■ MATERIAL FOR THIS TASK:
◆ ◆ ◆
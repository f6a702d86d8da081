#![no_main]

//! Drive a trap with arbitrary event and lifecycle sequences: must never
//! panic, listener counts must stay paired, and while the trap is active a
//! focus move that lands outside the container must be reverted whenever
//! the container has a tab stop to revert to.

use arbitrary::Arbitrary;
use libfuzzer_sys::fuzz_target;
use tabtrap::FocusTrap;
use tabtrap::focusable_elements;
use tabtrap_dom::{Document, Element, KeyCode, KeyEvent, Modifiers};

#[derive(Arbitrary, Debug)]
enum Op {
    Activate { target: Option<u8>, scroll: bool },
    Deactivate { target: Option<u8>, scroll: bool },
    Focus { target: u8, scroll: bool },
    Tab { shift: bool },
    ModifiedTab,
    OtherKey,
    ToggleDisabled { target: u8 },
    AppendButton { inside: bool },
}

fuzz_target!(|ops: Vec<Op>| {
    let mut doc = Document::new();
    let outside = doc.append(doc.root(), Element::new("button"));
    let container = doc.append(doc.root(), Element::new("div"));
    let mut ids = vec![
        outside,
        doc.append(container, Element::new("input")),
        doc.append(container, Element::new("button")),
    ];

    let mut trap = FocusTrap::new(container);

    for op in ops.iter().take(256) {
        match *op {
            Op::Activate { target, scroll } => {
                // An explicit entry target outside the container would put
                // focus outside by request; keep the harness invariant
                // checkable by only passing inside targets.
                let target = target
                    .map(|t| ids[t as usize % ids.len()])
                    .filter(|&id| doc.contains(container, id));
                trap.activate(&mut doc, target, scroll);
            }
            Op::Deactivate { target, scroll } => {
                let target = target.map(|t| ids[t as usize % ids.len()]);
                trap.deactivate(&mut doc, target, scroll);
            }
            Op::Focus { target, scroll } => {
                let target = ids[target as usize % ids.len()];
                let anchored = trap.is_active()
                    && (trap.current_element().is_some()
                        || !focusable_elements(&doc, container).is_empty());
                let was_active = doc.active_element() == Some(target);
                doc.focus(target, scroll);

                if doc.contains(container, target) {
                    // Inside focus is never interfered with.
                    assert_eq!(doc.active_element(), Some(target));
                } else if anchored && !was_active {
                    // An escape with an anchor or a tab stop is reverted.
                    let active = doc.active_element().expect("focus always lands somewhere");
                    assert!(doc.contains(container, active));
                }
            }
            Op::Tab { shift } => {
                let key = if shift {
                    KeyEvent::shift_tab()
                } else {
                    KeyEvent::tab()
                };
                doc.dispatch_key_down(key);
            }
            Op::ModifiedTab => {
                doc.dispatch_key_down(KeyEvent::tab().with_modifiers(Modifiers::CTRL));
            }
            Op::OtherKey => {
                doc.dispatch_key_down(KeyEvent::new(KeyCode::Escape));
            }
            Op::ToggleDisabled { target } => {
                let target = ids[target as usize % ids.len()];
                let disabled = doc.is_disabled(target);
                doc.set_disabled(target, !disabled);
            }
            Op::AppendButton { inside } => {
                if ids.len() < 64 {
                    let parent = if inside { container } else { doc.root() };
                    ids.push(doc.append(parent, Element::new("button")));
                }
            }
        }

        // Listener pairing holds after every step.
        let listeners = doc.listeners();
        let expected = if trap.is_active() { 2 } else { 0 };
        assert_eq!(listeners.active_listeners(), expected);
        assert_eq!(
            listeners.installed_count() - listeners.removed_count(),
            expected as u64
        );
    }
});
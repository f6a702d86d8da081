//! The tabbability predicate.
//!
//! Decides whether a single candidate element currently occupies a tab
//! stop. The rules mirror native tab-order behavior: disabled, hidden, and
//! invisible elements are skipped, an explicit negative `tabindex` opts an
//! element out, and a radio group contributes a single stop.

use tabtrap_dom::{Document, ElementId, Visibility};

use crate::query::FOCUSABLE_CANDIDATES;

/// Whether the element appears in the tab order.
///
/// An element is tabbable iff all of:
/// 1. it is not hidden and not disabled;
/// 2. it has no explicit negative `tabindex`;
/// 3. it matches the focusable candidate list;
/// 4. it is visible (at least one non-empty layout box, computed visibility
///    not hidden);
/// 5. if it is a radio input, its group rule allows it.
pub fn is_tabbable(doc: &Document, id: ElementId) -> bool {
    if doc.is_hidden(id) || doc.is_disabled(id) {
        return false;
    }
    if has_negative_tab_index(doc, id) {
        return false;
    }
    if !doc.matches(id, FOCUSABLE_CANDIDATES) {
        return false;
    }
    if !is_visible(doc, id) {
        return false;
    }
    if is_radio(doc, id) && !radio_group_allows(doc, id) {
        return false;
    }
    true
}

/// A present `tabindex` parsed as a negative integer excludes the element.
/// An absent, non-negative, or unparsable value does not.
fn has_negative_tab_index(doc: &Document, id: ElementId) -> bool {
    doc.attr(id, "tabindex")
        .and_then(|value| value.trim().parse::<i32>().ok())
        .is_some_and(|index| index < 0)
}

/// Rendered somewhere and not hidden by computed visibility.
pub(crate) fn is_visible(doc: &Document, id: ElementId) -> bool {
    doc.boxes(id).iter().any(|rect| !rect.is_empty())
        && doc.computed_visibility(id) != Visibility::Hidden
}

fn is_radio(doc: &Document, id: ElementId) -> bool {
    doc.tag(id) == "input"
        && doc
            .attr(id, "type")
            .is_some_and(|ty| ty.eq_ignore_ascii_case("radio"))
}

/// One focus stop per radio group: if any member of the same-name group is
/// checked, only the checked member is tabbable; otherwise all members are.
///
/// The group is scoped to the enclosing `form` when there is one, else to
/// the whole document. A radio without a name (or with an empty one) is a
/// group of its own and is always allowed.
fn radio_group_allows(doc: &Document, id: ElementId) -> bool {
    let Some(name) = doc.attr(id, "name").filter(|name| !name.is_empty()) else {
        return true;
    };

    let scope = doc
        .closest_ancestor(id, "form")
        .unwrap_or_else(|| doc.root());

    let group_has_checked = doc.descendants(scope).any(|member| {
        is_radio(doc, member)
            && doc.attr(member, "name") == Some(name)
            && doc.is_checked(member)
    });

    !group_has_checked || doc.is_checked(id)
}
#![forbid(unsafe_code)]

//! The focus trap state machine.
//!
//! A trap guards one container for its whole lifetime and toggles between
//! inactive and active. Activation snapshots the element to restore, moves
//! focus into the container, and installs the two document listeners that
//! enforce the boundary; deactivation releases the listeners and restores
//! focus. Both transitions are idempotent no-ops when already in the target
//! state.
//!
//! # Invariants
//!
//! 1. Listener installs and removals are exactly paired: the listeners live
//!    inside the trap's active state as RAII guards, so deactivation AND
//!    dropping an active trap both release them.
//! 2. Entry focus happens before the listeners are installed, and the
//!    restoration focus happens after they are released, so the trap never
//!    observes its own lifecycle focus moves.
//! 3. A redirect targets an element inside the container; the nested
//!    focus-in it triggers takes the in-container path and re-anchors
//!    without redirecting again, so redirection cannot loop.
//!
//! # Failure Modes
//!
//! - Container with no tabbable content: Tab has no stops to wrap between
//!   and passes through to the host untouched, so focus can leave the
//!   container. Deliberate degenerate-case policy.
//! - Redirect target no longer focusable (e.g. removed from layout): the
//!   focus call reports failure and focus stays where the host put it.

use std::cell::RefCell;
use std::rc::Rc;

use tabtrap_dom::{
    Document, ElementId, FocusInEvent, KeyCode, KeyDownEvent, ListenerGuard, Modifiers,
};

use crate::focus::focus;
use crate::query::{focus_first_element, focusable_elements};

/// Trap configuration.
///
/// # Example
///
/// ```
/// use tabtrap::TrapOptions;
///
/// let options = TrapOptions::new().restore_focus(false);
/// ```
#[derive(Debug, Clone, Copy)]
pub struct TrapOptions {
    restore_focus: bool,
}

impl Default for TrapOptions {
    fn default() -> Self {
        Self::new()
    }
}

impl TrapOptions {
    /// Default options: focus is restored on deactivation.
    pub const fn new() -> Self {
        Self {
            restore_focus: true,
        }
    }

    /// Whether deactivation without an explicit target restores focus to
    /// the element that was active at activation time.
    pub const fn restore_focus(mut self, restore: bool) -> Self {
        self.restore_focus = restore;
        self
    }
}

/// State shared with the installed listeners while the trap is active.
struct TrapShared {
    container: ElementId,
    /// Last known focused element inside the container; the redirect
    /// anchor when focus escapes.
    current: Option<ElementId>,
}

/// Per-activation state. Dropping it releases both listeners.
struct ActiveTrap {
    shared: Rc<RefCell<TrapShared>>,
    initial_focus: Option<ElementId>,
    _focus_guard: ListenerGuard,
    _key_guard: ListenerGuard,
}

/// A focus trap guarding one container element.
///
/// # Example
///
/// ```
/// use tabtrap::FocusTrap;
/// use tabtrap::dom::{Document, Element};
///
/// let mut doc = Document::new();
/// let panel = doc.append(doc.root(), Element::new("div"));
/// let input = doc.append(panel, Element::new("input"));
///
/// let mut trap = FocusTrap::new(panel);
/// trap.activate(&mut doc, None, false);
/// assert!(trap.is_active());
/// assert_eq!(doc.active_element(), Some(input));
///
/// trap.deactivate(&mut doc, None, false);
/// assert!(!trap.is_active());
/// ```
pub struct FocusTrap {
    container: ElementId,
    options: TrapOptions,
    active: Option<ActiveTrap>,
}

impl FocusTrap {
    /// Create an inactive trap for `container` with default options.
    pub fn new(container: ElementId) -> Self {
        Self::with_options(container, TrapOptions::new())
    }

    /// Create an inactive trap for `container`.
    pub fn with_options(container: ElementId, options: TrapOptions) -> Self {
        Self {
            container,
            options,
            active: None,
        }
    }

    /// The guarded container.
    #[inline]
    pub fn container(&self) -> ElementId {
        self.container
    }

    /// Whether the trap is currently enforcing its boundary.
    #[inline]
    pub fn is_active(&self) -> bool {
        self.active.is_some()
    }

    /// The last known focused element inside the container. `None` while
    /// inactive, and `None` after activation until the first focus change
    /// is observed.
    pub fn current_element(&self) -> Option<ElementId> {
        self.active
            .as_ref()
            .and_then(|active| active.shared.borrow().current)
    }

    /// Activate the trap. No-op if already active.
    ///
    /// Records the currently active element for later restoration, then
    /// focuses `focus_target` if given, else the container's first tabbable
    /// element, else the container itself. `scroll` controls whether the
    /// entry focus scrolls into view. The boundary listeners are installed
    /// after the entry focus settles.
    pub fn activate(&mut self, doc: &mut Document, focus_target: Option<ElementId>, scroll: bool) {
        if self.active.is_some() {
            return;
        }

        let initial_focus = doc.active_element();

        let entry = focus_target
            .or_else(|| focusable_elements(doc, self.container).first().copied())
            .unwrap_or(self.container);
        focus(doc, Some(entry), scroll);

        let shared = Rc::new(RefCell::new(TrapShared {
            container: self.container,
            current: None,
        }));
        let focus_guard = {
            let shared = Rc::clone(&shared);
            doc.listeners()
                .on_focus_in(move |doc, event| on_focus_in(&shared, doc, event))
        };
        let key_guard = {
            let shared = Rc::clone(&shared);
            doc.listeners()
                .on_key_down(move |doc, event| on_key_down(&shared, doc, event))
        };

        #[cfg(feature = "tracing")]
        tracing::trace!(container = self.container.id(), "focus trap activated");

        self.active = Some(ActiveTrap {
            shared,
            initial_focus,
            _focus_guard: focus_guard,
            _key_guard: key_guard,
        });
    }

    /// Deactivate the trap. No-op if already inactive.
    ///
    /// Releases both boundary listeners, then focuses `focus_target` if
    /// given, else the recorded pre-activation element when the
    /// `restore_focus` option is on, else nothing. The trap may be
    /// activated again afterwards.
    pub fn deactivate(
        &mut self,
        doc: &mut Document,
        focus_target: Option<ElementId>,
        scroll: bool,
    ) {
        let Some(active) = self.active.take() else {
            return;
        };
        let ActiveTrap {
            shared,
            initial_focus,
            _focus_guard,
            _key_guard,
        } = active;

        // Release the listeners before the restoration focus so it is not
        // intercepted as an escape.
        drop(_focus_guard);
        drop(_key_guard);
        drop(shared);

        let restore = focus_target.or(if self.options.restore_focus {
            initial_focus
        } else {
            None
        });
        if restore.is_some() {
            focus(doc, restore, scroll);
        }

        #[cfg(feature = "tracing")]
        tracing::trace!(container = self.container.id(), "focus trap deactivated");
    }
}

impl std::fmt::Debug for FocusTrap {
    fn fmt(&self, f: &mut std::fmt::Formatter<'_>) -> std::fmt::Result {
        f.debug_struct("FocusTrap")
            .field("container", &self.container)
            .field("active", &self.is_active())
            .field("options", &self.options)
            .finish()
    }
}

/// Boundary enforcement for focus changes.
///
/// Focus landing inside the container is the common case: record it as the
/// new anchor and stop propagation. Focus landing outside is an escape:
/// suppress the host's default reaction and pull focus back to the anchor,
/// or to the first tabbable element when no anchor is known yet. The
/// redirect always scrolls into view.
fn on_focus_in(shared: &Rc<RefCell<TrapShared>>, doc: &mut Document, event: &mut FocusInEvent) {
    let (container, current) = {
        let shared = shared.borrow();
        (shared.container, shared.current)
    };

    if doc.contains(container, event.target()) {
        event.stop_propagation();
        shared.borrow_mut().current = Some(event.target());
        return;
    }

    event.prevent_default();

    #[cfg(feature = "tracing")]
    tracing::trace!(
        escaped_to = event.target().id(),
        container = container.id(),
        "focus escaped; redirecting"
    );

    // The borrow on `shared` is released here: the focus call below
    // re-enters this handler through the nested focus-in dispatch.
    if current.is_some() {
        focus(doc, current, true);
    } else {
        focus_first_element(doc, container, true);
    }
}

/// Tab wrapping at the container's edges.
///
/// Only an unmodified Tab is handled; Alt/Ctrl/Meta chords pass through and
/// Shift picks the direction. The tab stops are recomputed on every press.
/// Wrapping fires only at the edge stops, so stops strictly between first
/// and last are left to the host's native tab movement. With no stops at
/// all the comparisons never match and the press passes through.
fn on_key_down(shared: &Rc<RefCell<TrapShared>>, doc: &mut Document, event: &mut KeyDownEvent) {
    if event.code() != KeyCode::Tab
        || event
            .modifiers()
            .intersects(Modifiers::ALT | Modifiers::CTRL | Modifiers::META)
    {
        return;
    }

    let container = shared.borrow().container;
    let elements = focusable_elements(doc, container);
    let (Some(&first), Some(&last)) = (elements.first(), elements.last()) else {
        return;
    };
    let Some(active) = doc.active_element() else {
        return;
    };

    if event.modifiers().contains(Modifiers::SHIFT) {
        if active == first {
            #[cfg(feature = "tracing")]
            tracing::trace!(container = container.id(), "wrapping focus to last stop");
            focus(doc, Some(last), true);
            event.prevent_default();
        }
    } else if active == last {
        #[cfg(feature = "tracing")]
        tracing::trace!(container = container.id(), "wrapping focus to first stop");
        focus(doc, Some(first), true);
        event.prevent_default();
    }
}
//! Tax computation over a payment snapshot and a resolved rate set.

use rust_decimal::Decimal;
use thiserror::Error;

use payrun_shared::types::money::round_money;

use super::types::{RateSet, TaxBreakdown, TaxInput};

/// Errors from the calculation engine.
#[derive(Debug, Error)]
pub enum CalcError {
    /// Partial-payment percentage outside (0, 100].
    #[error("Partial-payment percentage must be in (0, 100], got {0}")]
    InvalidPercentage(Decimal),
}

/// Stateless financial calculation engine.
///
/// All methods are pure functions: same inputs, same outputs, no side
/// effects. Rounding (2 dp, half-up) is applied once per component, never on
/// intermediate sums.
pub struct CalcEngine;

impl CalcEngine {
    /// Computes the tax components for a payment at its full base amount.
    ///
    /// - `wht = base * wht_rate`, zero when the VAT decision forbids
    ///   withholding or the rate is unresolved
    /// - `vat = base * vat_rate` only when the VAT decision is `YES`
    /// - `levy = base * levy_rate`, zero when unresolved
    /// - `momo_charge = base * momo_rate` only for mobile-money payments
    /// - `net_payable = base + levy + vat - wht` — withholding is deducted
    ///   from the vendor's remittance while levy and VAT are additive
    ///   charges; the ordering is a business-rule contract
    ///
    /// An unresolved required rate sets `rates_unresolved` instead of being
    /// substituted with any constant; callers must refuse to finalize such a
    /// payment.
    #[must_use]
    pub fn compute_taxes(input: &TaxInput, rates: &RateSet) -> TaxBreakdown {
        let base = round_money(input.base_amount);

        let wht_required = input.vat_decision.withholding_applies();
        let wht_rate_used = if wht_required {
            rates.wht_rate.unwrap_or(Decimal::ZERO)
        } else {
            Decimal::ZERO
        };
        let wht = round_money(base * wht_rate_used);

        let levy = round_money(base * rates.levy_rate.unwrap_or(Decimal::ZERO));

        let vat = if input.vat_decision.vat_applies() {
            round_money(base * rates.vat_rate)
        } else {
            Decimal::ZERO
        };

        let momo_charge = if input.payment_mode.attracts_momo_charge() {
            round_money(base * rates.momo_rate)
        } else {
            Decimal::ZERO
        };

        // Components are already at 2 dp; their sum is exact.
        let net_payable = base + levy + vat - wht;

        let rates_unresolved =
            (wht_required && rates.wht_rate.is_none()) || rates.levy_rate.is_none();

        TaxBreakdown {
            base,
            wht,
            wht_rate_used,
            levy,
            vat,
            momo_charge,
            net_payable,
            rates_unresolved,
        }
    }

    /// Computes the tax components for a partial payment.
    ///
    /// The base is scaled by `percentage / 100` and every component is
    /// recomputed from the scaled base by reapplying [`compute_taxes`].
    /// Partial payment is NOT a linear scaling of the full-payment result:
    /// future rate shapes may carry thresholds, so recomputation from the
    /// scaled base is the safe contract.
    ///
    /// # Errors
    ///
    /// Returns [`CalcError::InvalidPercentage`] unless `0 < percentage <= 100`.
    ///
    /// [`compute_taxes`]: CalcEngine::compute_taxes
    pub fn compute_partial_payment(
        input: &TaxInput,
        rates: &RateSet,
        percentage: Decimal,
    ) -> Result<TaxBreakdown, CalcError> {
        if percentage <= Decimal::ZERO || percentage > Decimal::ONE_HUNDRED {
            return Err(CalcError::InvalidPercentage(percentage));
        }

        let scaled = TaxInput {
            base_amount: input.base_amount * percentage / Decimal::ONE_HUNDRED,
            ..*input
        };
        Ok(Self::compute_taxes(&scaled, rates))
    }
}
◆ ◆ ◆
■ TASK OBJECTIVE: What is needed is every line of the records above that contains the word "passes".

■ ANSWER BELOW:
//!   and passes through to the host untouched, so focus can leave the
/// all the comparisons never match and the press passes through.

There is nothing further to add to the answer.